The station was opened soon after the connection of the Frankfurt–Offenbach railway to the Main-Neckar Railway running towards the Main-Weser station in Frankfurt. The junction entered into operation on 1 April 1876. At the same time a connecting curve was opened from the south towards Sachsenhausen and Offenbach. A year later, on 15 May 1877, a station was established here with a simple station building. The northern approach of the Main-Neckar Railway from Frankfurt to Louisa was moved further west between 1885 and 1888 as a result of the construction of the new Frankfurt main freight yard and the new Frankfurt Central Station (now called the Hauptbahnhof).

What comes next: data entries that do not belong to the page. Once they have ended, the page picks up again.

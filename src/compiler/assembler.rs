use super::fragments::Fragment;
use ahash::AHashSet;
use log::{debug, error};

/// Orders fragments and checks their cross-references.
///
/// The emitted text is not link-resolved afterwards, so every identifier a
/// fragment requires must be provided by some fragment in the same program.
pub(super) struct Assembler {
    fragments: Vec<Fragment>,
}

impl Assembler {
    pub(super) fn new(mut fragments: Vec<Fragment>) -> Self {
        fragments.sort_by_key(|f| f.kind);
        Self { fragments }
    }

    pub(super) fn fragments(&self) -> &[Fragment] {
        &self.fragments
    }

    /// Required identifiers no fragment provides, as `(fragment, identifier)`.
    pub(super) fn unresolved(&self) -> Vec<(&'static str, &str)> {
        let provided: AHashSet<&str> = self
            .fragments
            .iter()
            .flat_map(|f| f.provides.iter().map(String::as_str))
            .collect();
        self.fragments
            .iter()
            .flat_map(|f| {
                f.requires
                    .iter()
                    .filter(|name| !provided.contains(name.as_str()))
                    .map(move |name| (f.kind.name(), name.as_str()))
            })
            .collect()
    }

    /// Joins the fragments with two blank lines between them.
    ///
    /// `render` maps each fragment to its final lines, which is where comment
    /// annotation hooks in.
    pub(super) fn assemble<F>(&self, mut render: F) -> String
    where
        F: FnMut(&Fragment) -> Vec<String>,
    {
        let missing = self.unresolved();
        for (fragment, name) in &missing {
            error!(fragment = *fragment, identifier = *name; "Fragment references an identifier nothing defines");
        }

        let mut out = String::new();
        for fragment in self.fragments.iter().filter(|f| !f.lines.is_empty()) {
            if !out.is_empty() {
                out.push_str("\n\n\n");
            }
            out.push_str(&render(fragment).join("\n"));
        }
        out.push('\n');
        debug!(fragments = self.fragments.len(), bytes = out.len(); "Assembled program");
        out
    }
}
use botflow::config::{AppConfig, load_config};
use botflow::prelude::*;
use botflow::runtime::VariableTiers;
use botflow::ui::load_project;
use clap::{Args, Parser, Subcommand};
use log::{LevelFilter, debug, info};
use serde_json::Value;
use std::fs;
use std::path::{Path, PathBuf};
use std::str::FromStr;
use std::time::Instant;

/// Compiles bot builder projects into runnable aiogram programs
#[derive(Parser, Debug)]
#[command(version, about, long_about = None)]
struct Cli {
    /// Log level (off, error, warn, info, debug, trace)
    #[arg(long, default_value = "warn", global = true)]
    log_level: String,

    /// Path to a botflow.toml configuration file
    #[arg(short, long, global = true)]
    config: Option<PathBuf>,

    #[command(subcommand)]
    command: Command,
}

#[derive(Subcommand, Debug)]
enum Command {
    /// Validate and compile a project, writing the program and its derived files
    Compile(CompileArgs),
    /// Validate a project without generating code
    Validate {
        /// Path to the editor's project JSON
        project: PathBuf,
        /// Print the report as JSON
        #[arg(long)]
        json: bool,
    },
    /// Render one node's text for a given set of variables
    Preview {
        /// Path to the editor's project JSON
        project: PathBuf,
        /// Id of the node to render
        node_id: String,
        /// Local variable, `name=value`; wins over durable values
        #[arg(long = "var", value_parser = parse_assignment)]
        vars: Vec<(String, String)>,
        /// Durable-store variable, `name=value`
        #[arg(long = "durable", value_parser = parse_assignment)]
        durable: Vec<(String, String)>,
    },
}

#[derive(Args, Debug)]
struct CompileArgs {
    /// Path to the editor's project JSON
    project: PathBuf,
    /// Output directory for bot.py and the derived files
    #[arg(short, long, default_value = "bot")]
    output: PathBuf,
    /// Enable the PostgreSQL persistence layer
    #[arg(long)]
    persistence: bool,
    /// Annotate the program with structural comments
    #[arg(long)]
    comments: bool,
    /// Display name for the program header and README
    #[arg(long)]
    name: Option<String>,
    /// Print `{ "code": ... }` to stdout instead of writing files
    #[arg(long)]
    json: bool,
}

fn main() {
    let cli = Cli::parse();

    let log_level = LevelFilter::from_str(&cli.log_level).unwrap_or_else(|_| {
        eprintln!("Invalid log level: {}. Using 'warn' instead.", cli.log_level);
        LevelFilter::Warn
    });
    env_logger::Builder::from_env(env_logger::Env::default())
        .filter_level(log_level)
        .init();
    debug!(cli:?; "Parsed arguments");

    let config = load_config(cli.config.as_deref())
        .unwrap_or_else(|e| exit_with_error(&format!("Failed to load configuration: {}", e)));

    match cli.command {
        Command::Compile(args) => run_compile(args, config),
        Command::Validate { project, json } => run_validate(&project, json, config),
        Command::Preview {
            project,
            node_id,
            vars,
            durable,
        } => run_preview(&project, &node_id, vars, durable),
    }
}

fn run_compile(args: CompileArgs, config: AppConfig) {
    let total_start = Instant::now();
    let project = read_project(&args.project);

    // Command-line switches only ever turn features on.
    let mut settings = config.project;
    settings.persistence_enabled |= args.persistence;
    settings.comments_enabled |= args.comments;

    let mut builder = Compiler::builder(project, settings);
    if let Some(name) = args.name.or(config.display_name) {
        builder = builder.with_display_name(name);
    }
    let compiler = builder.build();
    let flags = compiler.feature_flags();

    let compile_start = Instant::now();
    let artifact = match compiler.compile() {
        Ok(artifact) => artifact,
        Err(CompileError::Validation(report)) => {
            if args.json {
                print_json(&report);
            } else {
                eprintln!("{}", ReportFormatter::format_report(&report));
            }
            std::process::exit(1);
        }
        Err(e) => exit_with_error(&format!("Compilation failed: {}", e)),
    };
    let compile_duration = compile_start.elapsed();

    if args.json {
        let json = artifact
            .to_json()
            .unwrap_or_else(|e| exit_with_error(&e.to_string()));
        println!("{}", json);
        return;
    }

    artifact
        .save(&args.output)
        .unwrap_or_else(|e| exit_with_error(&e.to_string()));

    println!("{}", ReportFormatter::format_summary(&artifact, &flags));
    println!("Written to '{}'", args.output.display());
    info!(compile:? = compile_duration, total:? = total_start.elapsed(); "Done");
}

fn run_validate(path: &Path, json: bool, config: AppConfig) {
    let project = read_project(path);
    let report = Compiler::builder(project, config.project).build().validate();
    if json {
        print_json(&report);
    } else {
        println!("{}", ReportFormatter::format_report(&report));
    }
    if !report.valid {
        std::process::exit(1);
    }
}

fn run_preview(
    path: &Path,
    node_id: &str,
    vars: Vec<(String, String)>,
    durable: Vec<(String, String)>,
) {
    let project = read_project(path);
    let matches: Vec<&Node> = project
        .nodes()
        .filter(|(_, node)| node.id == node_id)
        .map(|(_, node)| node)
        .collect();
    let node = match matches.as_slice() {
        [node] => node,
        [] => exit_with_error(&format!("No node with id '{}'", node_id)),
        many => exit_with_error(&format!(
            "Node id '{}' exists on {} sheets",
            node_id,
            many.len()
        )),
    };

    let tiers = VariableTiers {
        durable: durable.into_iter().map(|(k, v)| (k, Value::String(v))).collect(),
        local: vars.into_iter().map(|(k, v)| (k, Value::String(v))).collect(),
    };
    println!("{}", tiers.render(&node.kind.message().text));
}

fn read_project(path: &Path) -> Project {
    let json = fs::read_to_string(path).unwrap_or_else(|e| {
        exit_with_error(&format!(
            "Failed to read project file '{}': {}",
            path.display(),
            e
        ))
    });
    load_project(&json).unwrap_or_else(|e| exit_with_error(&e.to_string()))
}

fn print_json(report: &ValidationReport) {
    match serde_json::to_string_pretty(report) {
        Ok(json) => println!("{}", json),
        Err(e) => exit_with_error(&format!("Failed to serialize report: {}", e)),
    }
}

fn parse_assignment(raw: &str) -> Result<(String, String), String> {
    raw.split_once('=')
        .map(|(k, v)| (k.trim().to_string(), v.to_string()))
        .filter(|(k, _)| !k.is_empty())
        .ok_or_else(|| format!("expected name=value, got '{}'", raw))
}

fn exit_with_error(message: &str) -> ! {
    eprintln!("\nError: {}", message);
    std::process::exit(1);
}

Passenger trains initially ran between Louisa station and Offenbach to provide connections with services on the Main-Neckar Railway. This service was discontinued in 1895. Subsequently, all passengers had to make this connection via the central station.

In 1997 lines S3 and S4 of the Rhine-Main S-Bahn were opened between Frankfurt Stresemannallee and Darmstadt Hauptbahnhof. Other passenger services stopping at Frankfurt-Louisa were discontinued and the unused platforms were removed. In December 2024 the S-Bahn network was changed and the route to Darmstadt is now served by line S6.

==Origin of the name ==
The name Frankfurt-Louisa refers to the Louisa parcel station (Flurstück Louisa), which was immediately west of the current station. At the beginning of the 19th century the Frankfurt banker and diplomat Simon Moritz von Bethmann (1768–1828) acquired the land the parcel station was built on to create an English garden. After his marriage to Louise Friederike Boode in 1810, Bethmann named the park after his wife. The Bethmann family retained ownership of most of the Park Louisa until 1941. In the north-eastern corner of the site, about 200 metres to the north of the station, the existing Waldspielpark Louisa (Louisa forest playground) was established in 1954.

==Rail services==
The station is served by S-Bahn line S6, which stops at a central platform on the eastern side of the station area. The tracks used by freight, long-distance passenger and regional trains have no platforms. The four tracks of the Main-Neckar Railway and a connecting curve from the Main Railway run from the south into the station. From the north two tracks run from the Main-Neckar Bridge and three tracks from the connecting curve from Frankfurt South station.

Outside the station, Frankfurt-Louisa stop is served by tram lines 17 and 18.